The year the Norwegian Jew’s Harp Forum gained 35 new members

Our chair Kyrre Matias Goksøyr of the Norwegian Mouth Harp Forum summarizes what has been a fantastic Jew’s harp year with a lot of activity and many new members.

2025 is drawing to a close and it’s been quite a year, writes our chair Kyrre Matias Goksøyr.

By Kyrre Matias Goksøyr
Translated by Lucy Moffatt


After a year online, NMF’s members’ magazine Munnharpa looks set to hit 2,000 unique visitors. Our articles have been read many times both inside Norway and well beyond its borders.

We’ve been active and have achieved a great deal:

  • Workshops and dance at Folkemusikkpøbb i Oslo

  • A weekend of music in Gjøvik in May

  • Workshops in Oslo, Sørumsand and at Young Friends of the Earth Norway’s summer camp on Utøya

  • The Jew’s Harp Festival at Romsdal Museum in Molde – this was the furthest west the festival had ever been held and it was very well attended

  • At the Klangen før fela festival in Oslo, which focuses on older traditional instruments, NMF’s Jew’s harp workshop had the highest number of participants by far compared with other instrumental workshops. 

Kyrre Matias Goksøyr, Jim Erik Hoem Johansen and Bernhard Folkestad during the Klangen før fela festival at Riksscenen.


All this activity must have attracted people’s attention, because NMF gained 35 new members in 2025!

We’ve been busy behind the scenes too, getting to work on the follow-up to the legendary Fille-Vern album.
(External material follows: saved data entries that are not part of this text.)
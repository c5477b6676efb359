//! Read-only ledger API

use crate::models::{Block, BlockchainStats, BlocksResponse, UiResult};
use crate::services::api_client::ApiClient;
use crate::services::config::endpoints;

#[derive(Clone, PartialEq)]
pub struct BlockchainApi {
    client: ApiClient,
}

impl BlockchainApi {
    pub fn new(client: ApiClient) -> Self {
        Self { client }
    }

    pub async fn stats(&self) -> UiResult<BlockchainStats> {
        self.client.get_public_json(endpoints::BLOCKCHAIN_STATS).await
    }

    /// Blocks newest first
    pub async fn blocks(&self) -> UiResult<Vec<Block>> {
        let response: BlocksResponse = self
            .client
            .get_public_json(endpoints::BLOCKCHAIN_BLOCKS)
            .await?;
        let mut blocks = response.blocks;
        blocks.sort_by(|a, b| b.index.cmp(&a.index));
        Ok(blocks)
    }
}

#[cfg(test)]
mod tests {
    use super::*;
    use crate::services::api_client::testing::admin_client;

    #[tokio::test]
    async fn test_blocks_sorted_newest_first() {
        let (client, transport) = admin_client();
        let block = |index: u64| {
            serde_json::json!({
                "index": index,
                "timestamp": "2025-01-01T00:00:00Z",
                "data": {},
                "previous_hash": "0",
                "hash": format!("h{}", index),
                "nonce": 0
            })
        };
        transport.respond(200, serde_json::json!({ "blocks": [block(0), block(2), block(1)] }));

        let blocks = BlockchainApi::new(client).blocks().await.unwrap();
        let order: Vec<u64> = blocks.iter().map(|b| b.index).collect();
        assert_eq!(order, vec![2, 1, 0]);
    }

    #[tokio::test]
    async fn test_stats_error_surfaces() {
        let (client, transport) = admin_client();
        transport.respond(503, serde_json::json!({ "error": "fabric offline" }));

        let err = BlockchainApi::new(client).stats().await.unwrap_err();
        assert_eq!(err.user_message(), "Server error: fabric offline");
    }
}
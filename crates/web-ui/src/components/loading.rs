//! Loading indicators

use dioxus::prelude::*;

/// Props for the Spinner component
#[derive(Props, Clone, PartialEq)]
pub struct SpinnerProps {
    /// Optional loading message
    #[props(default = None)]
    pub message: Option<String>,
}

/// Spinner loading indicator
#[component]
pub fn Spinner(props: SpinnerProps) -> Element {
    rsx! {
        div { class: "flex flex-col items-center justify-center py-12",
            div { class: "animate-spin rounded-full h-12 w-12 border-b-2 border-blue-600" }
            if let Some(message) = &props.message {
                p { class: "mt-4 text-gray-600", "{message}" }
            }
        }
    }
}

/// Props for the InlineLoader component
#[derive(Props, Clone, PartialEq)]
pub struct InlineLoaderProps {
    /// Whether the loader is visible
    pub visible: bool,
}

/// Small spinner for buttons
#[component]
pub fn InlineLoader(props: InlineLoaderProps) -> Element {
    if !props.visible {
        return rsx! {};
    }

    rsx! {
        span { class: "inline-block animate-spin rounded-full h-4 w-4 border-b-2 border-white mr-2" }
    }
}
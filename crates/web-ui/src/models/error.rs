//! Error handling models and utilities

use serde::{Deserialize, Serialize};
use thiserror::Error;

/// Main error type for the BuatEvent frontend
#[derive(Error, Debug, Clone, PartialEq, Serialize, Deserialize)]
pub enum UiError {
    /// Input rejected before any request was sent
    #[error("Validation failed: {message}")]
    ValidationError { message: String, field: Option<String> },

    /// Missing or rejected credentials
    #[error("Authentication failed: {message}")]
    AuthError { message: String },

    /// Authenticated, but the role is not allowed to do this
    #[error("Access denied: {message}")]
    PermissionError { message: String },

    /// Backend answered with a non-success status
    #[error("API request failed: {message}")]
    ApiError { message: String, status_code: Option<u16> },

    /// Request never reached the backend or the connection broke
    #[error("Network error: {message}")]
    NetworkError { message: String },

    /// Response body could not be decoded
    #[error("Parsing error: {message}")]
    ParseError { message: String, format: String },

    /// Browser storage could not be read or written
    #[error("Storage error: {message}")]
    StorageError { message: String },

    /// Client-side errors (frontend specific)
    #[error("Client error: {message}")]
    ClientError { message: String },
}

/// Result type alias for frontend operations
pub type UiResult<T> = Result<T, UiError>;

impl UiError {
    /// Get the HTTP status code this error corresponds to
    pub fn status_code(&self) -> u16 {
        match self {
            UiError::ValidationError { .. } => 400,
            UiError::AuthError { .. } => 401,
            UiError::PermissionError { .. } => 403,
            UiError::ApiError { status_code: Some(code), .. } => *code,
            UiError::ApiError { .. } => 500,
            UiError::NetworkError { .. } => 503,
            UiError::ParseError { .. } => 400,
            UiError::StorageError { .. } => 500,
            UiError::ClientError { .. } => 400,
        }
    }

    /// Get a user-friendly error message
    pub fn user_message(&self) -> String {
        match self {
            UiError::ValidationError { message, field } => {
                if let Some(field) = field {
                    format!("Invalid value for '{}': {}", field, message)
                } else {
                    format!("Invalid input: {}", message)
                }
            }
            UiError::AuthError { message } => format!("Please log in again: {}", message),
            UiError::PermissionError { message } => format!("Permission denied: {}", message),
            UiError::ApiError { message, .. } => format!("Server error: {}", message),
            UiError::NetworkError { message } => {
                format!("Could not reach the server: {}", message)
            }
            UiError::ParseError { message, format } => {
                format!("Unexpected {} response: {}", format, message)
            }
            UiError::StorageError { message } => format!("Browser storage error: {}", message),
            UiError::ClientError { message } => message.clone(),
        }
    }

    /// Get error code for logs and notifications
    pub fn error_code(&self) -> &'static str {
        match self {
            UiError::ValidationError { .. } => "VALIDATION_ERROR",
            UiError::AuthError { .. } => "AUTH_ERROR",
            UiError::PermissionError { .. } => "PERMISSION_ERROR",
            UiError::ApiError { .. } => "API_ERROR",
            UiError::NetworkError { .. } => "NETWORK_ERROR",
            UiError::ParseError { .. } => "PARSE_ERROR",
            UiError::StorageError { .. } => "STORAGE_ERROR",
            UiError::ClientError { .. } => "CLIENT_ERROR",
        }
    }

    /// Check if this is an authentication error
    pub fn is_auth_error(&self) -> bool {
        matches!(self, UiError::AuthError { .. })
            || matches!(self, UiError::ApiError { status_code: Some(401), .. })
    }

    /// Check if this is a permission error
    pub fn is_permission_error(&self) -> bool {
        matches!(self, UiError::PermissionError { .. })
            || matches!(self, UiError::ApiError { status_code: Some(403), .. })
    }

    /// Check if this error was raised before any request was sent
    pub fn is_validation_error(&self) -> bool {
        matches!(self, UiError::ValidationError { .. })
    }
}

impl From<serde_json::Error> for UiError {
    fn from(err: serde_json::Error) -> Self {
        UiError::ParseError {
            message: err.to_string(),
            format: "JSON".to_string(),
        }
    }
}

/// Helper functions for error creation
impl UiError {
    pub fn validation(message: impl Into<String>) -> Self {
        UiError::ValidationError {
            message: message.into(),
            field: None,
        }
    }

    pub fn validation_field(field: impl Into<String>, message: impl Into<String>) -> Self {
        UiError::ValidationError {
            message: message.into(),
            field: Some(field.into()),
        }
    }

    pub fn auth(message: impl Into<String>) -> Self {
        UiError::AuthError {
            message: message.into(),
        }
    }

    pub fn permission(message: impl Into<String>) -> Self {
        UiError::PermissionError {
            message: message.into(),
        }
    }

    pub fn api(message: impl Into<String>) -> Self {
        UiError::ApiError {
            message: message.into(),
            status_code: None,
        }
    }

    pub fn api_with_status(message: impl Into<String>, status_code: u16) -> Self {
        UiError::ApiError {
            message: message.into(),
            status_code: Some(status_code),
        }
    }

    pub fn network(message: impl Into<String>) -> Self {
        UiError::NetworkError {
            message: message.into(),
        }
    }

    pub fn parse(message: impl Into<String>, format: impl Into<String>) -> Self {
        UiError::ParseError {
            message: message.into(),
            format: format.into(),
        }
    }

    pub fn storage(message: impl Into<String>) -> Self {
        UiError::StorageError {
            message: message.into(),
        }
    }

    pub fn client(message: impl Into<String>) -> Self {
        UiError::ClientError {
            message: message.into(),
        }
    }
}

#[cfg(test)]
mod tests {
    use super::*;

    #[test]
    fn test_error_status_codes() {
        assert_eq!(UiError::validation("x").status_code(), 400);
        assert_eq!(UiError::auth("x").status_code(), 401);
        assert_eq!(UiError::permission("x").status_code(), 403);
        assert_eq!(UiError::api_with_status("x", 404).status_code(), 404);
        assert_eq!(UiError::api("x").status_code(), 500);
        assert_eq!(UiError::network("x").status_code(), 503);
    }

    #[test]
    fn test_error_user_messages() {
        let error = UiError::validation_field("columns", "must be at least 1");
        assert_eq!(
            error.user_message(),
            "Invalid value for 'columns': must be at least 1"
        );

        let error = UiError::network("connection refused");
        assert_eq!(
            error.user_message(),
            "Could not reach the server: connection refused"
        );

        assert_eq!(UiError::client("Layout saved").user_message(), "Layout saved");
    }

    #[test]
    fn test_error_type_checking() {
        assert!(UiError::auth("x").is_auth_error());
        assert!(UiError::api_with_status("x", 401).is_auth_error());
        assert!(!UiError::api_with_status("x", 500).is_auth_error());

        assert!(UiError::permission("x").is_permission_error());
        assert!(UiError::api_with_status("x", 403).is_permission_error());

        assert!(UiError::validation("x").is_validation_error());
        assert!(!UiError::network("x").is_validation_error());
    }

    #[test]
    fn test_serde_json_error_conversion() {
        let json_error = serde_json::from_str::<serde_json::Value>("{ not json").unwrap_err();
        let error: UiError = json_error.into();

        match error {
            UiError::ParseError { format, .. } => assert_eq!(format, "JSON"),
            other => panic!("Expected ParseError, got {:?}", other),
        }
    }

    #[test]
    fn test_error_display() {
        let error = UiError::api_with_status("Failed to save layout", 500);
        assert_eq!(error.to_string(), "API request failed: Failed to save layout");
        assert_eq!(error.error_code(), "API_ERROR");
    }
}
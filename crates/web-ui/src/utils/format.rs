//! Display formatting

use chrono::{Duration, NaiveDate};

/// `Rp 1.250.000` style amount, rounded to whole rupiah
pub fn format_rupiah(amount: f64) -> String {
    let rounded = amount.round().max(0.0) as u64;
    let digits = rounded.to_string();
    let mut grouped = String::with_capacity(digits.len() + digits.len() / 3);
    for (i, ch) in digits.chars().enumerate() {
        if i > 0 && (digits.len() - i) % 3 == 0 {
            grouped.push('.');
        }
        grouped.push(ch);
    }
    format!("Rp {grouped}")
}

/// Default stay: checking in on `today`, out the next day, as `YYYY-MM-DD`
pub fn default_stay(today: NaiveDate) -> (String, String) {
    let tomorrow = today + Duration::days(1);
    (
        today.format("%Y-%m-%d").to_string(),
        tomorrow.format("%Y-%m-%d").to_string(),
    )
}

#[cfg(test)]
mod tests {
    use super::*;

    #[test]
    fn test_rupiah_grouping() {
        assert_eq!(format_rupiah(0.0), "Rp 0");
        assert_eq!(format_rupiah(950.0), "Rp 950");
        assert_eq!(format_rupiah(1500.0), "Rp 1.500");
        assert_eq!(format_rupiah(1_250_000.4), "Rp 1.250.000");
    }

    #[test]
    fn test_default_stay_crosses_month() {
        let today = NaiveDate::from_ymd_opt(2024, 1, 31).unwrap();
        assert_eq!(
            default_stay(today),
            ("2024-01-31".to_string(), "2024-02-01".to_string())
        );
    }
}
//! Room layout editor bound to component state

use dioxus::prelude::*;
use std::rc::Rc;

use crate::editor::{EditorState, EditorStore, LayoutEditor};
use crate::hooks::use_session;
use crate::services::{BrowserDialogs, LayoutApi};

/// Layout editor whose state lives in a component signal
pub type EditorHandle = LayoutEditor<Signal<EditorState>>;

impl EditorStore for Signal<EditorState> {
    fn with_state<R>(&self, f: impl FnOnce(&EditorState) -> R) -> R {
        f(&self.peek())
    }

    fn update_state<R>(&self, f: impl FnOnce(&mut EditorState) -> R) -> R {
        let mut signal = *self;
        let mut state = signal.write();
        f(&mut state)
    }
}

/// Editor for `hotel_id`; starts loading room types, floors and rooms on mount
pub fn use_layout_editor(hotel_id: i64) -> EditorHandle {
    let context = use_session();
    let state = use_signal(EditorState::new);

    use_hook(move || {
        let api = LayoutApi::new(context.client(), hotel_id);
        let editor = LayoutEditor::new(api, state, Rc::new(BrowserDialogs));
        let loader = editor.clone();
        spawn(async move {
            loader.initialize().await;
        });
        editor
    })
}
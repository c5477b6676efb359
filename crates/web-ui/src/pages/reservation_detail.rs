//! Booking confirmation for one reservation

use dioxus::prelude::*;

use crate::app::Route;
use crate::components::{ErrorMessage, Spinner};
use crate::hooks::use_session;
use crate::models::{Reservation, format_long_date, format_timestamp};
use crate::services::ReservationApi;
use crate::utils::format_rupiah;

#[component]
pub fn ReservationDetailPage(id: String) -> Element {
    let context = use_session();

    let reservation = use_resource(use_reactive!(|id| {
        let api = ReservationApi::new(context.client());
        async move { api.reservation(&id).await }
    }));

    match &*reservation.read() {
        None => rsx! { Spinner { message: Some("Loading reservation details...".to_string()) } },
        Some(Err(e)) => rsx! {
            div { class: "space-y-4 text-center",
                ErrorMessage { message: e.user_message() }
                Link { to: Route::HotelsPage {}, class: "text-blue-600 hover:text-blue-700", "Back to Hotels" }
            }
        },
        Some(Ok(reservation)) => rsx! { ReservationSummary { reservation: reservation.clone() } },
    }
}

#[component]
fn DetailItem(label: String, value: String) -> Element {
    rsx! {
        div {
            p { class: "text-sm text-gray-600", "{label}" }
            p { class: "font-semibold text-gray-900", "{value}" }
        }
    }
}

#[component]
fn ReservationSummary(reservation: Reservation) -> Element {
    let badge = reservation.status.badge_class();
    let hotel = reservation.hotel.clone();
    let package = reservation.room_type.clone();
    let event = [
        ("Check-in", format_long_date(&reservation.check_in)),
        ("Check-out", format_long_date(&reservation.check_out)),
        ("Number of Guests", format!("{} guests", reservation.guest_count)),
        ("Event Type", reservation.event_type.clone()),
    ];
    let mut contact = vec![
        ("Full Name", reservation.customer_name.clone()),
        ("Email", reservation.customer_email.clone()),
        ("Phone Number", reservation.customer_phone.clone()),
    ];
    if !reservation.customer_ref.is_empty() {
        contact.push(("Company/Organization", reservation.customer_ref.clone()));
    }
    let price_per_person = format_rupiah(reservation.price_per_person);
    let total = format_rupiah(reservation.total_price);
    let created = format_timestamp(&reservation.created_at);

    rsx! {
        div { class: "mx-auto max-w-3xl space-y-6",
            div { class: "rounded-lg bg-green-600 p-6 text-white shadow",
                h1 { class: "text-2xl font-bold", "Booking Confirmed!" }
                p { class: "mt-2", "Your reservation has been recorded on the blockchain ledger." }
                p { class: "mt-2 font-mono font-semibold", "{reservation.reservation_id}" }
            }

            div { class: "flex items-center justify-between rounded-lg bg-white p-6 shadow",
                h2 { class: "text-xl font-bold text-gray-900", "Reservation Status" }
                span { class: "rounded-full px-3 py-1 text-sm font-semibold {badge}", "{reservation.status}" }
            }

            div { class: "space-y-4 rounded-lg bg-white p-6 shadow",
                h2 { class: "text-xl font-bold text-gray-900", "Booking Details" }
                if let Some(hotel) = hotel {
                    DetailItem { label: "Hotel".to_string(), value: format!("{} ({})", hotel.name, hotel.city) }
                }
                if let Some(package) = package {
                    DetailItem { label: "Meeting Package".to_string(), value: package.type_name.clone() }
                    p { class: "text-sm text-gray-600", "{package.description}" }
                }
            }

            div { class: "space-y-4 rounded-lg bg-white p-6 shadow",
                h2 { class: "text-xl font-bold text-gray-900", "Event Information" }
                div { class: "grid grid-cols-1 gap-4 md:grid-cols-2",
                    for (label, value) in event {
                        DetailItem { label: label.to_string(), value }
                    }
                }
                if !reservation.event_description.is_empty() {
                    DetailItem {
                        label: "Event Description".to_string(),
                        value: reservation.event_description.clone(),
                    }
                }
            }

            div { class: "space-y-4 rounded-lg bg-white p-6 shadow",
                h2 { class: "text-xl font-bold text-gray-900", "Contact Information" }
                div { class: "grid grid-cols-1 gap-4 md:grid-cols-2",
                    for (label, value) in contact {
                        DetailItem { label: label.to_string(), value }
                    }
                }
            }

            div { class: "space-y-2 rounded-lg bg-white p-6 shadow",
                h2 { class: "text-xl font-bold text-gray-900", "Payment Details" }
                div { class: "flex justify-between",
                    span { class: "text-gray-600", "Price per person:" }
                    span { class: "font-medium", "{price_per_person}" }
                }
                div { class: "flex justify-between",
                    span { class: "text-gray-600", "Number of guests:" }
                    span { class: "font-medium", "{reservation.guest_count}" }
                }
                div { class: "flex justify-between border-t pt-2",
                    span { class: "text-lg font-bold text-gray-900", "Total Amount:" }
                    span { class: "text-lg font-bold text-blue-600", "{total}" }
                }
            }

            div { class: "rounded-lg bg-gray-800 p-6 text-sm text-white shadow",
                p { class: "font-bold", "Blockchain Security" }
                p { "Reservation ID: {reservation.reservation_id}" }
                p { "Created: {created}" }
            }

            div { class: "flex gap-4",
                Link {
                    to: Route::HotelsPage {},
                    class: "px-4 py-2 rounded-md text-sm font-medium bg-blue-600 text-white hover:bg-blue-700",
                    "Book Another Hotel"
                }
                Link {
                    to: Route::MyBookingsPage {},
                    class: "px-4 py-2 rounded-md text-sm font-medium bg-gray-200 text-gray-800 hover:bg-gray-300",
                    "My Bookings"
                }
            }
        }
    }
}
We also enthusiastically applauded the launch of the Trondheim Jew’s Harp forum, which will be holding workshops in January 2026.

In 2025, NMF was admitted to FolkOrg – the Organization for Folk Music and Folk Dance – as a professional association.

Next year we look forward to the Jew’s harp festival going back to where it all began: the festival will take place in Fagernes, in association with Valdres Museum. Perhaps we’ll get even more use out of our workshop Jew’s harps in 2026!

Many thanks to everyone who has attended our events, and especially warm greetings to everyone who helped ensure that the events took place. Get in touch with us if you want to make something happen where you live. There wouldn’t have been a festival in Molde or a Jew’s harp forum in Trondheim without the efforts of local enthusiasts. If you want something to happen, you’re just the person to get things started. 

Merry Christmas!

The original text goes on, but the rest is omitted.